On habitait des cages en plastique juste au-dessous du ciel. Au balcon, des visières automatiques rouges orangées se baissaient dés que le gros jaune crevait la nappe de brume qui recouvrait le monde. On vivait dans des anfractuosités composites, avec des tubas greffés sur nos branchies lesquelles avaient depuis plusieurs décennies remplacé nos nez, bouches et oreilles. 
Depuis, nous n’entendions plus rien, ne sentions plus rien et nous nourrissions exclusivement de petites alluvions recrachées par les lampamouettes, animaux hybrides nés de l’accouplement de la mouette et du feu lampadaire désormais inutile. 

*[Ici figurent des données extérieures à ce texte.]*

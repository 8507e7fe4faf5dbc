//! Configuration sections for one run, mirroring `fc_config::AppConfig`'s
//! one-struct-per-concern layout: every section derives `Default`, every
//! field has a sensible production default, and `#[serde(default)]` lets a
//! TOML file override only the fields it mentions.

use std::path::Path;
use std::time::Duration;

use serde::{Deserialize, Serialize};

use bx_common::ConcurrencyLimits;
use bx_goals::{ErrorGoalConfig, PerformanceGoalConfig, ResourceGoalConfig};
use bx_manager::ManagerConfig;
use bx_sizer::SizingStrategy;

use crate::error::ConfigError;

#[derive(Debug, Clone, Serialize, Deserialize)]
#[serde(default)]
pub struct RunConfig {
    pub limits: LimitsSection,
    pub batch: BatchSection,
    pub sizing: SizingSection,
    pub manager: ManagerSection,
    pub goals: GoalsSection,
}

impl Default for RunConfig {
    fn default() -> Self {
        Self {
            limits: LimitsSection::default(),
            batch: BatchSection::default(),
            sizing: SizingSection::default(),
            manager: ManagerSection::default(),
            goals: GoalsSection::default(),
        }
    }
}

impl RunConfig {
    /// Loads a `RunConfig` from a TOML file, without applying env overrides
    /// or validating it.
    pub fn from_file<P: AsRef<Path>>(path: P) -> Result<Self, ConfigError> {
        let content = std::fs::read_to_string(path)?;
        let config: RunConfig = toml::from_str(&content)?;
        Ok(config)
    }

    /// Loads configuration the standard way: defaults, optional file,
    /// `BX_*` env overrides, then validation.
    pub fn load() -> Result<Self, ConfigError> {
        crate::loader::ConfigLoader::new().load()
    }

    /// Rejects an invalid configuration before a run starts, so no side
    /// effects are observable from a bad config (spec.md §7's
    /// `ConfigurationError`).
    pub fn validate(&self) -> Result<(), ConfigError> {
        self.limits.build()?;
        self.sizing.build()?;
        if self.batch.size == 0 {
            return Err(ConfigError::Validation("batch.size must be > 0".into()));
        }
        if !(0.0..=1.0).contains(&self.goals.performance.tolerance) {
            return Err(ConfigError::Validation(
                "goals.performance.tolerance must be in [0, 1]".into(),
            ));
        }
        if !(0.0..=1.0).contains(&self.goals.resource.max_db_utilization) {
            return Err(ConfigError::Validation(
                "goals.resource.max_db_utilization must be in [0, 1]".into(),
            ));
        }
        if !(0.0..=1.0).contains(&self.goals.resource.max_heap_utilization) {
            return Err(ConfigError::Validation(
                "goals.resource.max_heap_utilization must be in [0, 1]".into(),
            ));
        }
        Ok(())
    }
}

#[derive(Debug, Clone, Copy, Serialize, Deserialize)]
#[serde(default)]
pub struct LimitsSection {
    pub min_work_item: u32,
    pub max_work_item: u32,
    pub min_processing: u32,
    pub max_processing: u32,
}

impl Default for LimitsSection {
    fn default() -> Self {
        Self {
            min_work_item: 1,
            max_work_item: 20,
            min_processing: 1,
            max_processing: 50,
        }
    }
}

impl LimitsSection {
    pub fn build(&self) -> Result<ConcurrencyLimits, ConfigError> {
        ConcurrencyLimits::new(
            self.min_work_item,
            self.max_work_item,
            self.min_processing,
            self.max_processing,
        )
        .map_err(|e| ConfigError::Validation(e.to_string()))
    }
}

#[derive(Debug, Clone, Copy, Serialize, Deserialize)]
#[serde(default)]
pub struct BatchSection {
    pub size: usize,
}

impl Default for BatchSection {
    fn default() -> Self {
        Self { size: 100 }
    }
}

#[derive(Debug, Clone, Serialize, Deserialize)]
#[serde(default)]
pub struct SizingSection {
    /// One of `static`, `estimated`, `dynamic`.
    pub strategy: String,
    pub estimated_records_per_item: Option<u64>,
}

impl Default for SizingSection {
    fn default() -> Self {
        Self {
            strategy: "static".to_string(),
            estimated_records_per_item: None,
        }
    }
}

impl SizingSection {
    pub fn build(&self) -> Result<SizingStrategy, ConfigError> {
        match self.strategy.as_str() {
            "static" => Ok(SizingStrategy::Static),
            "estimated" => {
                let estimated_records_per_item = self.estimated_records_per_item.ok_or_else(|| {
                    ConfigError::Validation(
                        "sizing.estimated_records_per_item is required when sizing.strategy = \"estimated\"".into(),
                    )
                })?;
                Ok(SizingStrategy::Estimated {
                    estimated_records_per_item,
                })
            }
            "dynamic" => Ok(SizingStrategy::Dynamic),
            other => Err(ConfigError::Validation(format!(
                "unknown sizing.strategy: {other} (expected static, estimated, or dynamic)"
            ))),
        }
    }
}

#[derive(Debug, Clone, Copy, Serialize, Deserialize)]
#[serde(default)]
pub struct ManagerSection {
    pub tick_period_ms: u64,
    pub cooldown_secs: u64,
}

impl Default for ManagerSection {
    fn default() -> Self {
        Self {
            tick_period_ms: 5_000,
            cooldown_secs: 30,
        }
    }
}

impl ManagerSection {
    pub fn build(&self) -> ManagerConfig {
        ManagerConfig {
            cooldown: Duration::from_secs(self.cooldown_secs),
        }
    }

    pub fn tick_period(&self) -> Duration {
        Duration::from_millis(self.tick_period_ms)
    }
}

#[derive(Debug, Clone, Serialize, Deserialize)]
#[serde(default)]
pub struct GoalsSection {
    pub performance: PerformanceGoalSection,
    pub resource: ResourceGoalSection,
    pub error: ErrorGoalSection,
}

impl Default for GoalsSection {
    fn default() -> Self {
        Self {
            performance: PerformanceGoalSection::default(),
            resource: ResourceGoalSection::default(),
            error: ErrorGoalSection::default(),
        }
    }
}

#[derive(Debug, Clone, Copy, Serialize, Deserialize)]
#[serde(default)]
pub struct PerformanceGoalSection {
    pub deadline_secs: u64,
    pub min_rate_per_minute: f64,
    pub tolerance: f64,
}

impl Default for PerformanceGoalSection {
    fn default() -> Self {
        Self {
            deadline_secs: 3_600,
            min_rate_per_minute: 10.0,
            tolerance: 0.8,
        }
    }
}

impl PerformanceGoalSection {
    pub fn build(&self) -> PerformanceGoalConfig {
        PerformanceGoalConfig {
            deadline: Duration::from_secs(self.deadline_secs),
            min_rate_per_minute: self.min_rate_per_minute,
            tolerance: self.tolerance,
        }
    }
}

#[derive(Debug, Clone, Copy, Serialize, Deserialize)]
#[serde(default)]
pub struct ResourceGoalSection {
    pub max_db_connections: u32,
    pub max_db_utilization: f64,
    pub max_heap_utilization: f64,
}

impl Default for ResourceGoalSection {
    fn default() -> Self {
        Self {
            max_db_connections: 100,
            max_db_utilization: 0.8,
            max_heap_utilization: 0.9,
        }
    }
}

impl ResourceGoalSection {
    pub fn build(&self) -> ResourceGoalConfig {
        ResourceGoalConfig {
            max_db_connections: self.max_db_connections,
            max_db_utilization: self.max_db_utilization,
            max_heap_utilization: self.max_heap_utilization,
        }
    }
}

#[derive(Debug, Clone, Serialize, Deserialize)]
#[serde(default)]
pub struct ErrorGoalSection {
    pub max_error_rate_per_file: f64,
    pub max_total_error_count: u64,
    pub critical_error_types: Vec<String>,
}

impl Default for ErrorGoalSection {
    fn default() -> Self {
        Self {
            max_error_rate_per_file: 0.0,
            max_total_error_count: 1_000,
            critical_error_types: Vec::new(),
        }
    }
}

impl ErrorGoalSection {
    pub fn build(&self) -> ErrorGoalConfig {
        ErrorGoalConfig {
            max_error_rate_per_file: self.max_error_rate_per_file,
            max_total_error_count: self.max_total_error_count,
            critical_error_types: self.critical_error_types.iter().cloned().collect(),
        }
    }
}
//! Goals (C4): pure evaluators mapping a `MetricsSnapshot` to a
//! `GoalEvaluation`. No goal here mutates shared state or reads anything
//! outside the snapshot it is given (spec.md §5: "strategies and goals must
//! be pure").

pub mod error_goal;
pub mod performance_goal;
pub mod resource_goal;

pub use error_goal::{ErrorGoal, ErrorGoalConfig};
pub use performance_goal::{PerformanceGoal, PerformanceGoalConfig};
pub use resource_goal::{ResourceGoal, ResourceGoalConfig};

use bx_common::{GoalEvaluation, MetricsSnapshot, Severity};

/// A goal carries a fixed severity and evaluates a snapshot into a
/// `GoalEvaluation`. Implementations must be pure functions of their input.
pub trait Goal: Send + Sync {
    fn name(&self) -> &'static str;
    fn severity(&self) -> Severity;
    fn evaluate(&self, snapshot: &MetricsSnapshot) -> GoalEvaluation;
}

Nous n’étions pas malheureux, juste légèrement nostalgiques. Nous avions réussi à survivre, tout le monde s’en contentait. Au crépuscule quand le black-out tombait sur nos têtes comme un couperet nous privant d’air, chaque alvéole de chaque immeuble de plastique durci se repliait automatiquement pour éviter la chaleur tournante qui embrasait la terre. La température montait très vite, chargée de sucs acides et quelques infortunés qui ne disposaient pas de l’équipement nécessaire cramaient entièrement, fondus sur le trottoir pour le grand plaisir des avides lampamouettes de nuit qui lapaient les pavés jonchés de corps visqueux devenus pourritures.

C’était notre lot, notre choix aussi. Celui de vivre à Fukushima Bay.